[Records from a data source]
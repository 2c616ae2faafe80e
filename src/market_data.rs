// CIT - Capital Income Tax
// Written in 2024 by
//   The CIT developers
//
// To the extent possible under law, the author(s) have dedicated all
// copyright and related and neighboring rights to this software to
// the public domain worldwide. This software is distributed without
// any warranty.
//
// You should have received a copy of the CC0 Public Domain Dedication
// along with this software.
// If not, see <http://creativecommons.org/publicdomain/zero/1.0/>.
//

//! Market Data
//!
//! Historic daily prices, used to fill in the market price and exchange rate
//! of transactions for which only a date and an amount are known.
//!
//! The price of a day is the midpoint of its open and close. Days without a
//! quote (weekends, holidays) take the price of the most recent day that has
//! one.
//!

use crate::http;
use crate::units::Date;
use anyhow::Context;
use log::{debug, info};
use rust_decimal::prelude::FromPrimitive;
use rust_decimal::Decimal;
use serde::Deserialize;
use std::collections::BTreeMap;

/// Daily prices, one for every calendar day in some range
pub type DailyPrices = BTreeMap<Date, Decimal>;

/// Something that can provide historic daily prices for a ticker
pub trait PriceSource {
    /// Daily mid prices covering at least `start` through `end`, inclusive
    fn daily_mids(&self, ticker: &str, start: Date, end: Date) -> anyhow::Result<DailyPrices>;
}

/// A single day's quote
#[derive(Copy, Clone, PartialEq, Eq, Debug)]
pub struct Quote {
    pub date: Date,
    pub open: Decimal,
    pub close: Decimal,
}

impl Quote {
    /// Midpoint of open and close
    pub fn mid(&self) -> Decimal {
        (self.open + self.close) / Decimal::TWO
    }
}

/// Computes a mid price for every calendar day from the first quote to the
/// last, carrying the last known price forward over days without a quote
///
/// If several quotes share a day, the last one wins.
pub fn forward_fill(quotes: &[Quote]) -> DailyPrices {
    let sparse: BTreeMap<Date, Decimal> = quotes.iter().map(|q| (q.date, q.mid())).collect();
    let (first, last) = match (sparse.keys().next(), sparse.keys().next_back()) {
        (Some(first), Some(last)) => (*first, *last),
        _ => return DailyPrices::new(),
    };

    let mut filled = DailyPrices::new();
    let mut current = Some(first);
    let mut price = sparse[&first];
    while let Some(date) = current.filter(|date| *date <= last) {
        if let Some(quoted) = sparse.get(&date) {
            price = *quoted;
        }
        filled.insert(date, price);
        current = date.next_day();
    }
    filled
}

/// Inverts a series of exchange rates, e.g. SEK/USD into USD/SEK
pub fn invert(prices: &DailyPrices) -> anyhow::Result<DailyPrices> {
    prices
        .iter()
        .map(|(date, rate)| {
            Decimal::ONE
                .checked_div(*rate)
                .map(|inv| (*date, inv))
                .ok_or_else(|| anyhow::Error::msg(format!("zero exchange rate on {date}")))
        })
        .collect()
}

#[derive(Deserialize, Debug)]
struct ChartResponse {
    chart: Chart,
}

#[derive(Deserialize, Debug)]
struct Chart {
    result: Option<Vec<ChartResult>>,
    error: Option<ChartError>,
}

#[derive(Deserialize, Debug)]
struct ChartError {
    code: String,
    description: String,
}

#[derive(Deserialize, Debug)]
struct ChartResult {
    #[serde(default)]
    timestamp: Vec<i64>,
    indicators: Indicators,
}

#[derive(Deserialize, Debug)]
struct Indicators {
    quote: Vec<ChartQuote>,
}

#[derive(Deserialize, Debug)]
struct ChartQuote {
    #[serde(default)]
    open: Vec<Option<f64>>,
    #[serde(default)]
    close: Vec<Option<f64>>,
}

/// Extracts the daily quotes from a chart API reply
///
/// Entries with a missing open or close are skipped; they are forward-filled
/// like any other missing day.
fn quotes_from_chart(ticker: &str, resp: ChartResponse) -> anyhow::Result<Vec<Quote>> {
    if let Some(err) = resp.chart.error {
        return Err(anyhow::Error::msg(format!(
            "market data error for {ticker}: {} ({})",
            err.description, err.code
        )));
    }
    let result = resp
        .chart
        .result
        .and_then(|mut results| results.pop())
        .with_context(|| format!("no market data for {ticker}"))?;
    let quote = result
        .indicators
        .quote
        .into_iter()
        .next()
        .with_context(|| format!("no quotes for {ticker}"))?;

    let mut quotes = Vec::with_capacity(result.timestamp.len());
    for (idx, ts) in result.timestamp.iter().enumerate() {
        let open = quote.open.get(idx).copied().flatten();
        let close = quote.close.get(idx).copied().flatten();
        if let (Some(open), Some(close)) = (open, close) {
            let date = Date::from_unix_i64(*ts)
                .with_context(|| format!("timestamp of quote {idx} for {ticker}"))?;
            quotes.push(Quote {
                date,
                open: Decimal::from_f64(open)
                    .with_context(|| format!("open price {open} for {ticker} on {date}"))?,
                close: Decimal::from_f64(close)
                    .with_context(|| format!("close price {close} for {ticker} on {date}"))?,
            });
        } else {
            debug!("skipping incomplete quote {} for {}", idx, ticker);
        }
    }
    Ok(quotes)
}

/// Yahoo Finance chart API
pub struct Yahoo {
    base_url: String,
}

impl Yahoo {
    /// Constructs a new market data client against the given base URL
    pub fn new<S: Into<String>>(base_url: S) -> Self {
        Yahoo {
            base_url: base_url.into(),
        }
    }

    fn chart_url(&self, ticker: &str, start: Date, end: Date) -> String {
        // period2 is exclusive
        let end_ts = end.next_day().unwrap_or(end).unix_timestamp();
        format!(
            "{}/v8/finance/chart/{}?period1={}&period2={}&interval=1d",
            self.base_url.trim_end_matches('/'),
            ticker,
            start.unix_timestamp(),
            end_ts,
        )
    }
}

impl PriceSource for Yahoo {
    fn daily_mids(&self, ticker: &str, start: Date, end: Date) -> anyhow::Result<DailyPrices> {
        info!("Downloading {} prices from {} to {}", ticker, start, end);
        let url = self.chart_url(ticker, start, end);
        let resp: ChartResponse = http::get_json(&url)?;
        let quotes = quotes_from_chart(ticker, resp)?;
        debug!("received {} quotes for {}", quotes.len(), ticker);
        Ok(forward_fill(&quotes))
    }
}
// CIT - Capital Income Tax
// Written in 2024 by
//   The CIT developers
//
// To the extent possible under law, the author(s) have dedicated all
// copyright and related and neighboring rights to this software to
// the public domain worldwide. This software is distributed without
// any warranty.
//
// You should have received a copy of the CC0 Public Domain Dedication
// along with this software.
// If not, see <http://creativecommons.org/publicdomain/zero/1.0/>.
//

//! Date Map
//!
//! Append-only collection ordered by date. Several entries may share a date;
//! those are kept in the order they were inserted, so merging input files
//! never reorders same-day trades.
//!

use crate::units::Date;
use std::collections::{btree_map, BTreeMap};

/// Entries ordered by (date, insertion sequence number)
#[derive(Clone, PartialEq, Eq, Debug)]
pub struct DateMap<V> {
    entries: BTreeMap<(Date, u64), V>,
    seq: u64,
}

// Deriving would put a Default bound on V
impl<V> Default for DateMap<V> {
    fn default() -> Self {
        DateMap {
            entries: BTreeMap::new(),
            seq: 0,
        }
    }
}

impl<V> DateMap<V> {
    /// Constructs a new empty map
    pub fn new() -> Self {
        Default::default()
    }

    /// Number of entries
    pub fn len(&self) -> usize {
        self.entries.len()
    }

    /// Whether there are no entries
    pub fn is_empty(&self) -> bool {
        self.entries.is_empty()
    }

    /// Adds an entry after every existing entry with the same date
    pub fn insert(&mut self, date: Date, item: V) {
        self.entries.insert((date, self.seq), item);
        self.seq += 1;
    }

    /// Iterates over the entries in order
    pub fn values(&self) -> btree_map::Values<'_, (Date, u64), V> {
        self.entries.values()
    }
}

#[cfg(test)]
mod tests {
    use super::*;

    fn date(s: &str) -> Date {
        s.parse().unwrap()
    }

    #[test]
    fn ordered_by_date() {
        let mut map = DateMap::new();
        assert!(map.is_empty());
        map.insert(date("2022-11-16"), "c");
        map.insert(date("2021-10-12"), "a");
        map.insert(date("2021-11-12"), "b");
        assert_eq!(map.len(), 3);
        assert_eq!(map.values().copied().collect::<Vec<_>>(), ["a", "b", "c"]);
        assert_eq!(map.values().next_back(), Some(&"c"));
    }

    #[test]
    fn same_date_keeps_insertion_order() {
        let mut map = DateMap::new();
        for (d, n) in [
            ("2021-01-02", 1),
            ("2021-01-01", 2),
            ("2021-01-02", 3),
            ("2021-01-01", 4),
            ("2021-01-02", 5),
        ] {
            map.insert(date(d), n);
        }
        assert_eq!(map.values().copied().collect::<Vec<_>>(), [2, 4, 1, 3, 5]);
    }
}
//! Content-quality heuristics deciding whether a cleaned chunk is worth indexing.

use std::collections::HashSet;
use thiserror::Error;

/// Tunable limits applied by [`ChunkValidator`].
#[derive(Debug, Clone, Copy, PartialEq)]
pub struct ValidationThresholds {
    /// Minimum length in characters.
    pub min_length: usize,
    /// Minimum share of ASCII letters and digits over the total length.
    pub min_alnum_density: f64,
    /// Minimum number of distinct characters after lower-casing.
    pub min_distinct_chars: usize,
}

impl Default for ValidationThresholds {
    fn default() -> Self {
        Self {
            min_length: 100,
            min_alnum_density: 0.70,
            min_distinct_chars: 10,
        }
    }
}

/// Why a chunk was rejected.
#[derive(Debug, Clone, PartialEq, Error)]
pub enum ChunkRejection {
    /// Fragment too small to carry standalone meaning.
    #[error("too short ({length} < {min} characters)")]
    TooShort {
        /// Observed length.
        length: usize,
        /// Configured minimum.
        min: usize,
    },
    /// Mostly punctuation, table rules, or OCR noise.
    #[error("too many special characters (alphanumeric density {density:.2} < {min:.2})")]
    TooManySpecialCharacters {
        /// Observed alphanumeric density.
        density: f64,
        /// Configured minimum.
        min: f64,
    },
    /// Degenerate content built from very few symbols.
    #[error("too repetitive ({distinct} distinct characters < {min})")]
    TooRepetitive {
        /// Observed number of distinct characters.
        distinct: usize,
        /// Configured minimum.
        min: usize,
    },
}

/// Accepts or rejects cleaned chunk text.
#[derive(Debug, Clone, Copy, Default)]
pub struct ChunkValidator {
    thresholds: ValidationThresholds,
}

impl ChunkValidator {
    /// Build a validator with the given thresholds.
    pub fn new(thresholds: ValidationThresholds) -> Self {
        Self { thresholds }
    }

    /// Thresholds in effect.
    pub fn thresholds(&self) -> ValidationThresholds {
        self.thresholds
    }

    /// Check `text`, returning the first rule it breaks.
    pub fn validate(&self, text: &str) -> Result<(), ChunkRejection> {
        let ValidationThresholds {
            min_length,
            min_alnum_density,
            min_distinct_chars,
        } = self.thresholds;

        let length = text.chars().count();
        if length == 0 || length < min_length {
            return Err(ChunkRejection::TooShort {
                length,
                min: min_length,
            });
        }

        let alphanumeric = text.chars().filter(char::is_ascii_alphanumeric).count();
        let density = alphanumeric as f64 / length as f64;
        if density < min_alnum_density {
            return Err(ChunkRejection::TooManySpecialCharacters {
                density,
                min: min_alnum_density,
            });
        }

        let distinct = text.to_lowercase().chars().collect::<HashSet<_>>().len();
        if distinct < min_distinct_chars {
            return Err(ChunkRejection::TooRepetitive {
                distinct,
                min: min_distinct_chars,
            });
        }

        Ok(())
    }

    /// Convenience wrapper over [`ChunkValidator::validate`].
    pub fn is_valid(&self, text: &str) -> bool {
        self.validate(text).is_ok()
    }
}
//! Tracing configuration and log routing.
//!
//! Logs go to stdout with a compact formatter and to a file through a non-blocking writer. The
//! file is `PDFRAG_LOG_FILE` when set, otherwise `logs/pdfrag.log`.
use std::path::{Path, PathBuf};
use std::sync::OnceLock;

use tracing_appender::non_blocking::{NonBlocking, WorkerGuard};
use tracing_subscriber::{EnvFilter, fmt, prelude::*};

static LOG_GUARD: OnceLock<WorkerGuard> = OnceLock::new();

const LOG_FILE_VAR: &str = "PDFRAG_LOG_FILE";
const DEFAULT_LOG_DIR: &str = "logs";
const DEFAULT_LOG_FILE: &str = "pdfrag.log";

/// Configure tracing subscribers for stdout and file logging.
///
/// `RUST_LOG` takes precedence over `default_directive` (for example `"info"` or
/// `"pdfrag=debug"`). Calling this more than once is a no-op after the first call.
pub fn init_tracing(default_directive: &str) {
    let env_filter = EnvFilter::try_from_default_env()
        .unwrap_or_else(|_| EnvFilter::new(default_directive));
    let stdout_layer = fmt::layer().with_target(false).compact();

    let registry = tracing_subscriber::registry()
        .with(env_filter)
        .with(stdout_layer);

    let (dir, file) = log_file_location(std::env::var(LOG_FILE_VAR).ok().as_deref());
    let result = match file_writer(&dir, &file) {
        Some(writer) => registry
            .with(
                fmt::layer()
                    .with_writer(writer)
                    .with_target(true)
                    .with_ansi(false)
                    .compact(),
            )
            .try_init(),
        None => registry.try_init(),
    };
    if result.is_err() {
        tracing::debug!("Tracing subscriber already installed");
    }
}

/// Split the configured log path into directory and file name, falling back to the default.
fn log_file_location(configured: Option<&str>) -> (PathBuf, String) {
    let default = || (PathBuf::from(DEFAULT_LOG_DIR), DEFAULT_LOG_FILE.to_string());
    let Some(raw) = configured.map(str::trim).filter(|value| !value.is_empty()) else {
        return default();
    };
    let path = Path::new(raw);
    let Some(file) = path.file_name().and_then(|name| name.to_str()) else {
        return default();
    };
    let dir = path
        .parent()
        .filter(|parent| !parent.as_os_str().is_empty())
        .map_or_else(|| PathBuf::from("."), Path::to_path_buf);
    (dir, file.to_string())
}

/// Build a non-blocking appender, or `None` when the directory cannot be created.
fn file_writer(dir: &Path, file: &str) -> Option<NonBlocking> {
    if let Err(err) = std::fs::create_dir_all(dir) {
        eprintln!("Failed to create log directory {}: {err}", dir.display());
        return None;
    }
    let appender = tracing_appender::rolling::never(dir, file);
    let (non_blocking, guard) = tracing_appender::non_blocking(appender);
    let _ = LOG_GUARD.set(guard);
    Some(non_blocking)
}

#[cfg(test)]
mod tests {
    use super::*;

    #[test]
    fn defaults_when_unset_or_blank() {
        let expected = (PathBuf::from("logs"), "pdfrag.log".to_string());
        assert_eq!(log_file_location(None), expected);
        assert_eq!(log_file_location(Some("  ")), expected);
    }

    #[test]
    fn splits_configured_path() {
        assert_eq!(
            log_file_location(Some("/var/log/pdfrag/run.log")),
            (PathBuf::from("/var/log/pdfrag"), "run.log".to_string())
        );
        assert_eq!(
            log_file_location(Some("run.log")),
            (PathBuf::from("."), "run.log".to_string())
        );
    }
}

■ Problem details ■
With the line holding "let sparse: BTreeMap<Date, Decimal>" as the first and the line holding "if let Some(quoted)" as the last, set down that range of the entries above exactly, and nothing else.

■ Task result ■
    let sparse: BTreeMap<Date, Decimal> = quotes.iter().map(|q| (q.date, q.mid())).collect();
    let (first, last) = match (sparse.keys().next(), sparse.keys().next_back()) {
        (Some(first), Some(last)) => (*first, *last),
        _ => return DailyPrices::new(),
    };

    let mut filled = DailyPrices::new();
    let mut current = Some(first);
    let mut price = sparse[&first];
    while let Some(date) = current.filter(|date| *date <= last) {
        if let Some(quoted) = sparse.get(&date) {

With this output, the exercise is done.